Behind electrically-charged door knockers and boarded-up back doors, manning pails of slops at upstairs windows, 70,000 embattled striking families are currently prepared to fight eviction. In the case of tenancies covered by the Rent Acts, passed during the War to prevent profiteering, the strikers sometimes have a good legal case and have even recovered back rent paid in excess of the law. More often the strike is completely illegal, but that does not make the landlords much happier. Last month when 83 police smashed through a strikers' barricade in Stepney, East End London borough, and evicted five families, Tenant Defence detachments promptly reinstated them. Boasts Father John Groser, Church of England leader of the Stepney strike: "Many landlords have watched the straws in the wind and capitulated to just demands. Those who refuse, we are forced to fight--and we haven't lost a case yet."

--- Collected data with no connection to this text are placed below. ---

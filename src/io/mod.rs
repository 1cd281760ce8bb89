
use std::fs::File;
use std::io::{BufReader, BufWriter, Write};
use std::path::Path;

use byteorder::{LittleEndian, ReadBytesExt, WriteBytesExt};
use rustfft::num_complex::Complex;

use crate::{DigSigProcErr, Sample};

/// Streams interleaved little-endian i16 (I,Q) pairs from a file, one
/// `Sample` per pair, tagging each with its monotone sample index.
pub struct IqFileSource {
	reader: BufReader<File>,
	idx: usize,
}

impl IqFileSource {

	pub fn new<P: AsRef<Path>>(path:P) -> Result<Self, DigSigProcErr> {
		let f = File::open(path).map_err(|e| DigSigProcErr::IoFailure(e.to_string()))?;
		Ok(Self { reader: BufReader::new(f), idx: 0 })
	}

}

impl Iterator for IqFileSource {
	type Item = Sample;

	fn next(&mut self) -> Option<Sample> {
		let i = self.reader.read_i16::<LittleEndian>().ok()?;
		let q = self.reader.read_i16::<LittleEndian>().ok()?;
		let s = Sample { val: Complex{ re: i as f64, im: q as f64 }, idx: self.idx };
		self.idx += 1;
		Some(s)
	}

}

/// Raw binary dump of the observables fed to the PVT solver: one
/// `(pseudorange_m, 0.0, rx_time_s)` triplet of little-endian doubles per
/// channel per epoch.
pub struct ObservablesDump {
	writer: BufWriter<File>,
}

impl ObservablesDump {

	pub fn create<P: AsRef<Path>>(path:P) -> Result<Self, DigSigProcErr> {
		let f = File::create(path).map_err(|e| DigSigProcErr::IoFailure(e.to_string()))?;
		Ok(Self { writer: BufWriter::new(f) })
	}

	pub fn write_epoch(&mut self, pseudoranges_m:&[f64], rx_time_s:f64) -> Result<(), DigSigProcErr> {
		for pr in pseudoranges_m {
			self.writer.write_f64::<LittleEndian>(*pr).map_err(|e| DigSigProcErr::IoFailure(e.to_string()))?;
			self.writer.write_f64::<LittleEndian>(0.0).map_err(|e| DigSigProcErr::IoFailure(e.to_string()))?;
			self.writer.write_f64::<LittleEndian>(rx_time_s).map_err(|e| DigSigProcErr::IoFailure(e.to_string()))?;
		}
		Ok(())
	}

	pub fn flush(&mut self) -> Result<(), DigSigProcErr> {
		self.writer.flush().map_err(|e| DigSigProcErr::IoFailure(e.to_string()))
	}

}

/// Flat little-endian f64 record dump behind the per-role `dump` /
/// `dump_filename` configuration keys.
pub struct TraceDump {
	writer: BufWriter<File>,
}

impl TraceDump {

	pub fn create<P: AsRef<Path>>(path:P) -> Result<Self, DigSigProcErr> {
		let f = File::create(path).map_err(|e| DigSigProcErr::IoFailure(e.to_string()))?;
		Ok(Self { writer: BufWriter::new(f) })
	}

	pub fn write_record(&mut self, fields:&[f64]) -> Result<(), DigSigProcErr> {
		for x in fields {
			self.writer.write_f64::<LittleEndian>(*x).map_err(|e| DigSigProcErr::IoFailure(e.to_string()))?;
		}
		Ok(())
	}

}
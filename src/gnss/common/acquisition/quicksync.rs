
use log::warn;
use rustfft::num_complex::Complex;

use crate::Sample;
use crate::config::AcquisitionConfig;
use crate::gnss::synchro::SignalType;

use super::{AcqEvent, AcqState, AcquisitionResult, CorrelatorPlan};

/// Sparse-FFT (QuickSync) variant: the dwell and the local code are folded by
/// a factor `p` before the FFT, shrinking the transform to `L/p` cells.  A
/// detection in the folded grid leaves `p` delay candidates, disambiguated by
/// direct correlation at full length.  With `p = 1` the algorithm reduces to
/// the plain parallel code-phase search.
pub struct QuickSyncAcquisition {
	pub signal: SignalType,
	pub prn: usize,
	pub fs: f64,
	pub state: AcqState,

	pub threshold: f64,
	pub folding_factor: usize,
	pub doppler_freqs: Vec<f64>,
	pub doppler_step_hz: f64,
	pub ifreq_hz: f64,
	pub max_dwells: usize,
	pub required_consecutive: usize,

	plan: CorrelatorPlan,
	local_code_full: Vec<Complex<f64>>,
	len_full: usize,
	samples_per_code: usize,

	buffer: Vec<Complex<f64>>,
	buffer_start_idx: usize,
	last_sample_idx: usize,

	dwell_count: usize,
	positive_streak: usize,
	pending: Option<AcquisitionResult>,
	event: Option<AcqEvent>,
	dump: Option<crate::io::TraceDump>,
}

/// Rounds the dwell length up to the `4 * folding_factor` ms multiple the
/// folding scheme needs, logging the adjustment instead of aborting.
pub fn rounded_sampled_ms(sampled_ms:usize, folding_factor:usize) -> usize {
	let block = 4 * folding_factor.max(1);
	if sampled_ms % block == 0 && sampled_ms > 0 {
		sampled_ms
	} else {
		let rounded = ((sampled_ms / block) + 1) * block;
		warn!("QuickSync needs a coherent integration time that is a multiple of {} ms; using {} ms instead of {}",
			block, rounded, sampled_ms);
		rounded
	}
}

impl QuickSyncAcquisition {

	pub fn new(signal:SignalType, prn:usize, fs:f64, cfg:&AcquisitionConfig,
	           replica_one_code:Vec<Complex<f64>>, samples_per_code:usize) -> Self {
		let p = cfg.folding_factor.max(1);
		let sampled_ms = rounded_sampled_ms(cfg.coherent_integration_time_ms, p);
		let samples_per_ms = (fs * 1.0e-3).round() as usize;
		let len_full = sampled_ms * samples_per_ms;
		let len_folded = len_full / p;

		// Full-length replica, tiled over the dwell
		let mut local_code_full:Vec<Complex<f64>> = Vec::with_capacity(len_full);
		while local_code_full.len() < len_full {
			local_code_full.extend_from_slice(&replica_one_code);
		}
		local_code_full.truncate(len_full);

		let code_folded = fold(&local_code_full, p);

		let doppler_freqs = super::doppler_bins(cfg.doppler_max_hz, cfg.doppler_step_hz);
		let threshold = match cfg.pfa {
			Some(pfa) => super::threshold_from_pfa(pfa, len_folded, len_folded * doppler_freqs.len()),
			None => cfg.threshold,
		};

		QuickSyncAcquisition {
			signal, prn, fs,
			state: AcqState::Standby,
			threshold,
			folding_factor: p,
			doppler_freqs,
			doppler_step_hz: cfg.doppler_step_hz as f64,
			ifreq_hz: cfg.ifreq_hz as f64,
			max_dwells: cfg.max_dwells.max(1),
			required_consecutive: if cfg.bit_transition_flag { 2 } else { 1 },
			plan: CorrelatorPlan::new(code_folded),
			local_code_full,
			len_full,
			samples_per_code,
			buffer: vec![],
			buffer_start_idx: 0,
			last_sample_idx: 0,
			dwell_count: 0,
			positive_streak: 0,
			pending: None,
			event: None,
			dump: super::open_dump(cfg),
		}
	}

	pub fn start(&mut self) {
		self.state = AcqState::Searching;
		self.buffer.clear();
		self.dwell_count = 0;
		self.positive_streak = 0;
		self.pending = None;
		self.event = None;
	}

	pub fn reset(&mut self) {
		self.state = AcqState::Standby;
		self.buffer.clear();
		self.event = None;
	}

	pub fn provide_sample(&mut self, s:&Sample) {
		if self.state != AcqState::Searching { return; }
		if s.idx <= self.last_sample_idx && s.idx > 0 { return; }
		if self.buffer.is_empty() { self.buffer_start_idx = s.idx; }
		self.last_sample_idx = s.idx;
		self.buffer.push(s.val);
	}

	pub fn poll_event(&mut self) -> Option<AcqEvent> {
		if self.state == AcqState::Searching && self.buffer.len() >= self.len_full {
			self.run_dwell();
		}
		self.event.take()
	}

	fn run_dwell(&mut self) {
		let block:Vec<Complex<f64>> = self.buffer.drain(..self.len_full).collect();
		let dwell_stamp = self.buffer_start_idx;
		self.buffer_start_idx += self.len_full;

		let p = self.folding_factor;
		let len_folded = self.plan.len_fft;

		let mut best_stat = 0.0f64;
		let mut best_doppler = 0.0f64;
		let mut best_folded_idx = 0usize;
		let mut best_wiped:Vec<Complex<f64>> = vec![];
		for freq in self.doppler_freqs.clone() {
			let wiped = super::wipe_carrier(&block, self.fs, self.ifreq_hz + freq);
			let folded = fold(&wiped, p);
			let input_power_total:f64 = folded.iter().map(|c| c.norm_sqr()).sum();
			let (idx, mag) = self.plan.correlate_peak(&folded);
			let stat = mag / (input_power_total * (len_folded as f64));
			if stat > best_stat {
				best_stat = stat;
				best_doppler = freq;
				best_folded_idx = idx;
				best_wiped = wiped;
			}
		}

		self.dwell_count += 1;
		super::dump_dwell(&mut self.dump, best_doppler, best_folded_idx, best_stat);

		if best_stat > self.threshold {
			// The folded peak is ambiguous among p delays; resolve by direct
			// correlation of the unfolded dwell against each candidate shift
			let code_phase = self.disambiguate(&best_wiped, best_folded_idx);

			self.positive_streak += 1;
			let result = AcquisitionResult {
				doppler_hz: best_doppler,
				doppler_step_hz: self.doppler_step_hz,
				code_phase_samples: code_phase % self.samples_per_code,
				samplestamp_samples: dwell_stamp,
				test_statistic: best_stat,
			};
			self.pending = match self.pending {
				Some(prev) if prev.test_statistic >= best_stat => Some(prev),
				_ => Some(result),
			};
			if self.positive_streak >= self.required_consecutive {
				self.state = AcqState::Positive;
				self.event = Some(AcqEvent::Positive(self.pending.take().unwrap()));
			}
		} else {
			self.positive_streak = 0;
			self.pending = None;
			if self.dwell_count >= self.max_dwells {
				self.state = AcqState::Negative;
				self.event = Some(AcqEvent::Negative);
			}
		}
	}

	fn disambiguate(&self, wiped:&[Complex<f64>], folded_idx:usize) -> usize {
		let len_folded = self.len_full / self.folding_factor;
		let mut best_delay = folded_idx;
		let mut best_mag = 0.0f64;
		for m in 0..self.folding_factor {
			let delay = folded_idx + m * len_folded;
			let mut acc = Complex{ re: 0.0f64, im: 0.0f64 };
			for i in 0..self.len_full {
				acc += wiped[i] * self.local_code_full[(i + self.len_full - delay) % self.len_full].conj();
			}
			let mag = acc.norm_sqr();
			if mag > best_mag {
				best_mag = mag;
				best_delay = delay;
			}
		}
		best_delay
	}

}

/// Sums `p` equal segments of `x` element-wise, shrinking it to `len / p`.
fn fold(x:&[Complex<f64>], p:usize) -> Vec<Complex<f64>> {
	let len_folded = x.len() / p;
	let mut out = vec![Complex{ re: 0.0f64, im: 0.0f64 }; len_folded];
	for seg in 0..p {
		for i in 0..len_folded {
			out[i] += x[seg * len_folded + i];
		}
	}
	out
}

Leaders of the local defense leagues are spunky housewives, energetic Communists, clergymen with social consciences like Father Groser. Fortnight ago on the 100th anniversary of the great working class Chartist Convention that scared early Victorians silly by demanding such reforms as universal suffrage and annual Parliaments, representatives of the 200,000 members of the booming Federation of Tenants' and Residents' Associations met for its first national convention. Birmingham, scene of a recent victorious strike by 46,000 families living in a municipal tenements, was the convention city.
Purpose of the meeting was to weld the scattered defense leagues into a national pressure group with a program of slum clearance, Government rent control, increased legal responsibilities for landlords. Although the Labor Party lawyers' Haldane Club supplies it with free legal advice, no political party except the Communist has yet taken official notice of the Federation.